The entire Braganca House has an eerie sense of the melancholic. I later learn that it was in 1962, a year after Goa’s liberation, that the landed Braganca family lost all their lands in the new Goan land reforms. With no compensation from the government, the Braganca family was forced to open the legacy of the Braganca House to the public. Under the contemptuous gaze of the solemn looking ancestral portraits, one gets the feeling that this is not a decision that the Braganca ancestors are completely in agreement with. But then again, maybe it’s just the lack of air that causes my thoughts to wander…
In the East end of the Braganca House, the age of the house and the ravages of time are more apparent.
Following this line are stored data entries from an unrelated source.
//! Payroll repository.
//!
//! Salary status moves draft → calculated → approved → paid, with
//! calculated → draft as the only way back. Each transition is a single UPDATE
//! gated on the prior status, so a salary in any other state reports
//! `NotFound`. Amounts and adjustments can only change while in draft;
//! adjustment writes hold a share lock on the salary row until they commit.

use rust_decimal::Decimal;
use sqlx::{postgres::PgRow, Pool, Postgres, Row};

use super::{
    crud::delete_by_id,
    scan::{contact_ref, named_ref, scan_all},
    sql::{FilterBuilder, UpdateBuilder},
};
use crate::{
    error::{AppError, AppResult, DbResultExt},
    models::{
        enums::SalaryStatus,
        salary::{
            validate_period, CreateSalary, CreateSalaryAdjustment, CreateSalaryStructure, Salary, SalaryAdjustment,
            SalaryQuery, SalaryStructure, UpdateSalary,
        },
    },
};

const SALARY_SELECT: &str = r#"
    SELECT s.id, s.personnel_record_id, s.period_year, s.period_month, s.base_amount,
           s.bonuses_total, s.deductions_total, s.net_amount, s.status,
           s.calculated_at, s.approved_by, s.approved_at, s.paid_at,
           s.created_by, s.created_at, s.updated_at,
           c.id AS employee_id, c.fio AS employee_fio
    FROM salaries s
    LEFT JOIN personnel_records r ON r.id = s.personnel_record_id
    LEFT JOIN contacts c ON c.id = r.contact_id
"#;

fn scan_salary(row: &PgRow) -> Result<Salary, sqlx::Error> {
    Ok(Salary {
        id: row.try_get("id")?,
        personnel_record_id: row.try_get("personnel_record_id")?,
        employee: contact_ref(row, "employee_id", "employee_fio")?,
        period_year: row.try_get("period_year")?,
        period_month: row.try_get("period_month")?,
        base_amount: row.try_get("base_amount")?,
        bonuses_total: row.try_get("bonuses_total")?,
        deductions_total: row.try_get("deductions_total")?,
        net_amount: row.try_get("net_amount")?,
        status: row.try_get("status")?,
        calculated_at: row.try_get("calculated_at")?,
        approved_by: row.try_get("approved_by")?,
        approved_at: row.try_get("approved_at")?,
        paid_at: row.try_get("paid_at")?,
        created_by: row.try_get("created_by")?,
        created_at: row.try_get("created_at")?,
        updated_at: row.try_get("updated_at")?,
    })
}

fn scan_structure(row: &PgRow) -> Result<SalaryStructure, sqlx::Error> {
    Ok(SalaryStructure {
        id: row.try_get("id")?,
        position: named_ref(row, "position_id", "position_name")?,
        base_amount: row.try_get("base_amount")?,
        allowance_percent: row.try_get("allowance_percent")?,
        effective_from: row.try_get("effective_from")?,
        created_at: row.try_get("created_at")?,
    })
}

fn not_in_state(id: i64, status: SalaryStatus) -> AppError {
    AppError::NotFound(format!("Salary {} not found or not {}", id, status))
}

/// Bonus and deduction tables share one layout
#[derive(Debug, Clone, Copy)]
enum Adjustment {
    Bonus,
    Deduction,
}

impl Adjustment {
    fn table(self) -> &'static str {
        match self {
            Adjustment::Bonus => "salary_bonuses",
            Adjustment::Deduction => "salary_deductions",
        }
    }
}

#[derive(Clone)]
pub struct SalariesRepository {
    pool: Pool<Postgres>,
}

impl SalariesRepository {
    pub fn new(pool: Pool<Postgres>) -> Self {
        Self { pool }
    }

    // Structures

    pub async fn create_structure(&self, data: &CreateSalaryStructure) -> AppResult<i64> {
        sqlx::query_scalar::<_, i64>(
            r#"
            INSERT INTO salary_structures (position_id, base_amount, allowance_percent, effective_from)
            VALUES ($1, $2, $3, $4)
            RETURNING id
            "#,
        )
        .bind(data.position_id)
        .bind(data.base_amount)
        .bind(data.allowance_percent)
        .bind(data.effective_from)
        .fetch_one(&self.pool)
        .await
        .op("create salary structure")
    }

    /// Structures, newest effective date first within each position
    pub async fn list_structures(&self, position_id: Option<i64>) -> AppResult<Vec<SalaryStructure>> {
        let mut filter = FilterBuilder::new(
            r#"
            SELECT ss.id, ss.base_amount, ss.allowance_percent, ss.effective_from, ss.created_at,
                   p.id AS position_id, p.name AS position_name
            FROM salary_structures ss
            LEFT JOIN positions p ON p.id = ss.position_id
            "#,
        );
        filter
            .eq("ss.position_id", position_id)
            .order_by("p.name, ss.effective_from DESC");

        let rows = filter
            .into_query()
            .build()
            .fetch_all(&self.pool)
            .await
            .op("list salary structures")?;
        scan_all(&rows, scan_structure).op("scan salary structure")
    }

    pub async fn delete_structure(&self, id: i64) -> AppResult<()> {
        delete_by_id(&self.pool, "salary_structures", "Salary structure", "delete salary structure", id).await
    }

    // Salaries

    /// Create a draft salary; one per employee and month
    pub async fn create(&self, data: &CreateSalary, created_by: i64) -> AppResult<i64> {
        validate_period(data.period_year, data.period_month)?;

        let id = sqlx::query_scalar::<_, i64>(
            r#"
            INSERT INTO salaries (personnel_record_id, period_year, period_month, base_amount, status, created_by)
            VALUES ($1, $2, $3, $4, $5, $6)
            RETURNING id
            "#,
        )
        .bind(data.personnel_record_id)
        .bind(data.period_year)
        .bind(data.period_month)
        .bind(data.base_amount)
        .bind(SalaryStatus::Draft)
        .bind(created_by)
        .fetch_one(&self.pool)
        .await
        .op("create salary")?;

        tracing::debug!(salary_id = id, "Draft salary created");
        Ok(id)
    }

    pub async fn get_by_id(&self, id: i64) -> AppResult<Salary> {
        let query = format!("{} WHERE s.id = $1", SALARY_SELECT);
        let row = sqlx::query(&query)
            .bind(id)
            .fetch_optional(&self.pool)
            .await
            .op("get salary")?
            .ok_or_else(|| AppError::NotFound(format!("Salary {} not found", id)))?;
        scan_salary(&row).op("scan salary")
    }

    pub async fn list(&self, query: &SalaryQuery) -> AppResult<Vec<Salary>> {
        let mut filter = FilterBuilder::new(SALARY_SELECT);
        filter
            .eq("s.personnel_record_id", query.personnel_record_id)
            .eq("s.period_year", query.period_year)
            .eq("s.period_month", query.period_month)
            .eq("s.status", query.status)
            .order_by("s.period_year DESC, s.period_month DESC, c.fio");

        let rows = filter
            .into_query()
            .build()
            .fetch_all(&self.pool)
            .await
            .op("list salaries")?;
        scan_all(&rows, scan_salary).op("scan salary")
    }

    /// Change the base amount of a draft salary
    pub async fn update(&self, id: i64, data: &UpdateSalary) -> AppResult<()> {
        let mut update = UpdateBuilder::new("salaries");
        update.set("base_amount", data.base_amount).touch("updated_at");
        if update.is_empty() {
            return Ok(());
        }

        let mut query = update.where_key("id", id);
        query.push(" AND status = ").push_bind(SalaryStatus::Draft);
        let result = query
            .build()
            .execute(&self.pool)
            .await
            .op("update salary")?;
        if result.rows_affected() == 0 {
            return Err(not_in_state(id, SalaryStatus::Draft));
        }
        Ok(())
    }

    pub async fn delete(&self, id: i64) -> AppResult<()> {
        let result = sqlx::query("DELETE FROM salaries WHERE id = $1 AND status = $2")
            .bind(id)
            .bind(SalaryStatus::Draft)
            .execute(&self.pool)
            .await
            .op("delete salary")?;
        if result.rows_affected() == 0 {
            return Err(not_in_state(id, SalaryStatus::Draft));
        }
        Ok(())
    }

    /// draft → calculated: totals bonuses and deductions and returns the net amount.
    ///
    /// The salary row is locked before the sums are read, so an adjustment
    /// committed while the lock was awaited is included in the totals.
    #[tracing::instrument(skip(self))]
    pub async fn calculate(&self, id: i64) -> AppResult<Decimal> {
        let mut tx = self.pool.begin().await.op("begin calculate salary")?;

        sqlx::query_scalar::<_, i64>("SELECT id FROM salaries WHERE id = $1 AND status = $2 FOR UPDATE")
            .bind(id)
            .bind(SalaryStatus::Draft)
            .fetch_optional(&mut *tx)
            .await
            .op("lock salary")?
            .ok_or_else(|| not_in_state(id, SalaryStatus::Draft))?;

        let net_amount = sqlx::query_scalar::<_, Decimal>(
            r#"
            UPDATE salaries s
            SET bonuses_total = t.bonuses,
                deductions_total = t.deductions,
                net_amount = s.base_amount + t.bonuses - t.deductions,
                status = $2,
                calculated_at = NOW(),
                updated_at = NOW()
            FROM (
                SELECT COALESCE((SELECT SUM(amount) FROM salary_bonuses WHERE salary_id = $1), 0) AS bonuses,
                       COALESCE((SELECT SUM(amount) FROM salary_deductions WHERE salary_id = $1), 0) AS deductions
            ) t
            WHERE s.id = $1
            RETURNING s.net_amount
            "#,
        )
        .bind(id)
        .bind(SalaryStatus::Calculated)
        .fetch_one(&mut *tx)
        .await
        .op("calculate salary")?;

        tx.commit().await.op("commit calculate salary")?;

        tracing::info!(salary_id = id, %net_amount, "Salary calculated");
        Ok(net_amount)
    }

    /// calculated → approved
    pub async fn approve(&self, id: i64, approved_by: i64) -> AppResult<()> {
        let result = sqlx::query(
            r#"
            UPDATE salaries
            SET status = $1, approved_by = $2, approved_at = NOW(), updated_at = NOW()
            WHERE id = $3 AND status = $4
            "#,
        )
        .bind(SalaryStatus::Approved)
        .bind(approved_by)
        .bind(id)
        .bind(SalaryStatus::Calculated)
        .execute(&self.pool)
        .await
        .op("approve salary")?;
        if result.rows_affected() == 0 {
            return Err(not_in_state(id, SalaryStatus::Calculated));
        }
        tracing::info!(salary_id = id, approved_by, "Salary approved");
        Ok(())
    }

    /// approved → paid
    pub async fn mark_paid(&self, id: i64) -> AppResult<()> {
        let result = sqlx::query(
            "UPDATE salaries SET status = $1, paid_at = NOW(), updated_at = NOW() WHERE id = $2 AND status = $3",
        )
        .bind(SalaryStatus::Paid)
        .bind(id)
        .bind(SalaryStatus::Approved)
        .execute(&self.pool)
        .await
        .op("mark salary paid")?;
        if result.rows_affected() == 0 {
            return Err(not_in_state(id, SalaryStatus::Approved));
        }
        tracing::info!(salary_id = id, "Salary paid");
        Ok(())
    }

    /// calculated → draft; clears the computed totals
    pub async fn return_to_draft(&self, id: i64) -> AppResult<()> {
        let result = sqlx::query(
            r#"
            UPDATE salaries
            SET status = $1, net_amount = NULL, calculated_at = NULL, updated_at = NOW()
            WHERE id = $2 AND status = $3
            "#,
        )
        .bind(SalaryStatus::Draft)
        .bind(id)
        .bind(SalaryStatus::Calculated)
        .execute(&self.pool)
        .await
        .op("return salary to draft")?;
        if result.rows_affected() == 0 {
            return Err(not_in_state(id, SalaryStatus::Calculated));
        }
        Ok(())
    }

    // Bonuses and deductions

    async fn add_adjustment(
        &self,
        kind: Adjustment,
        salary_id: i64,
        data: &CreateSalaryAdjustment,
    ) -> AppResult<SalaryAdjustment> {
        let sql = format!(
            r#"
            INSERT INTO {} (salary_id, amount, reason)
            SELECT $1, $2, $3
            WHERE EXISTS (SELECT 1 FROM salaries WHERE id = $1 AND status = $4 FOR SHARE)
            RETURNING id, salary_id, amount, reason, created_at
            "#,
            kind.table()
        );
        sqlx::query_as::<_, SalaryAdjustment>(&sql)
            .bind(salary_id)
            .bind(data.amount)
            .bind(&data.reason)
            .bind(SalaryStatus::Draft)
            .fetch_optional(&self.pool)
            .await
            .op("add salary adjustment")?
            .ok_or_else(|| not_in_state(salary_id, SalaryStatus::Draft))
    }

    async fn list_adjustments(&self, kind: Adjustment, salary_id: i64) -> AppResult<Vec<SalaryAdjustment>> {
        let sql = format!(
            "SELECT id, salary_id, amount, reason, created_at FROM {} WHERE salary_id = $1 ORDER BY id",
            kind.table()
        );
        sqlx::query_as::<_, SalaryAdjustment>(&sql)
            .bind(salary_id)
            .fetch_all(&self.pool)
            .await
            .op("list salary adjustments")
    }

    async fn delete_adjustment(&self, kind: Adjustment, id: i64) -> AppResult<()> {
        let sql = format!(
            r#"
            DELETE FROM {} a
            WHERE a.id = $1
              AND EXISTS (SELECT 1 FROM salaries s WHERE s.id = a.salary_id AND s.status = $2 FOR SHARE)
            "#,
            kind.table()
        );
        let result = sqlx::query(&sql)
            .bind(id)
            .bind(SalaryStatus::Draft)
            .execute(&self.pool)
            .await
            .op("delete salary adjustment")?;
        if result.rows_affected() == 0 {
            return Err(AppError::NotFound(format!(
                "Adjustment {} not found or its salary is not draft",
                id
            )));
        }
        Ok(())
    }

    pub async fn add_bonus(&self, salary_id: i64, data: &CreateSalaryAdjustment) -> AppResult<SalaryAdjustment> {
        self.add_adjustment(Adjustment::Bonus, salary_id, data).await
    }

    pub async fn list_bonuses(&self, salary_id: i64) -> AppResult<Vec<SalaryAdjustment>> {
        self.list_adjustments(Adjustment::Bonus, salary_id).await
    }

    pub async fn delete_bonus(&self, id: i64) -> AppResult<()> {
        self.delete_adjustment(Adjustment::Bonus, id).await
    }

    pub async fn add_deduction(&self, salary_id: i64, data: &CreateSalaryAdjustment) -> AppResult<SalaryAdjustment> {
        self.add_adjustment(Adjustment::Deduction, salary_id, data).await
    }

    pub async fn list_deductions(&self, salary_id: i64) -> AppResult<Vec<SalaryAdjustment>> {
        self.list_adjustments(Adjustment::Deduction, salary_id).await
    }

    pub async fn delete_deduction(&self, id: i64) -> AppResult<()> {
        self.delete_adjustment(Adjustment::Deduction, id).await
    }
}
In the ballroom, with its Italian alabaster marble flooring and crystal chandeliers from Venice, the ceiling is damp and peeling in large chunks. But it only requires a little bit of imagination to take me back to the days when the aristocracy of old Portuguese Goa glided elegantly across the marble floor.
Today, the Braganca House serves more as a storage space for old family relics than as a memoir to the Old Portuguese way of life. In the corridor, sit a pair of ancient tombstones belonging to the Braganca ancestors. Dating back to the 1800s, they were suffering damage in the open graveyard and are now protected indoors. In the corridor also lies a palanquin, that was used by the Braganca ancestors as a common mode of transport. The family chapel also houses what is believed to be a single fingernail of the Jesuit saint and patron saint of Goa, St Francis Xavier.
The atmosphere of the Braganca House is one of saudade, the Portuguese word for a feeling of longing for something dear that is now gone. Braganca House represents the last of Goa’s golden era of prosperity.
Perhaps, some day Braganca House will come to represent the future of Goa, where tourist and locals alike will be drawn toward the heritage of Old Portuguese Goa once again…
While there is no charge for visiting the Braganca House, a donation of Rs 100 is a welcome contribution towards it’s upkeep.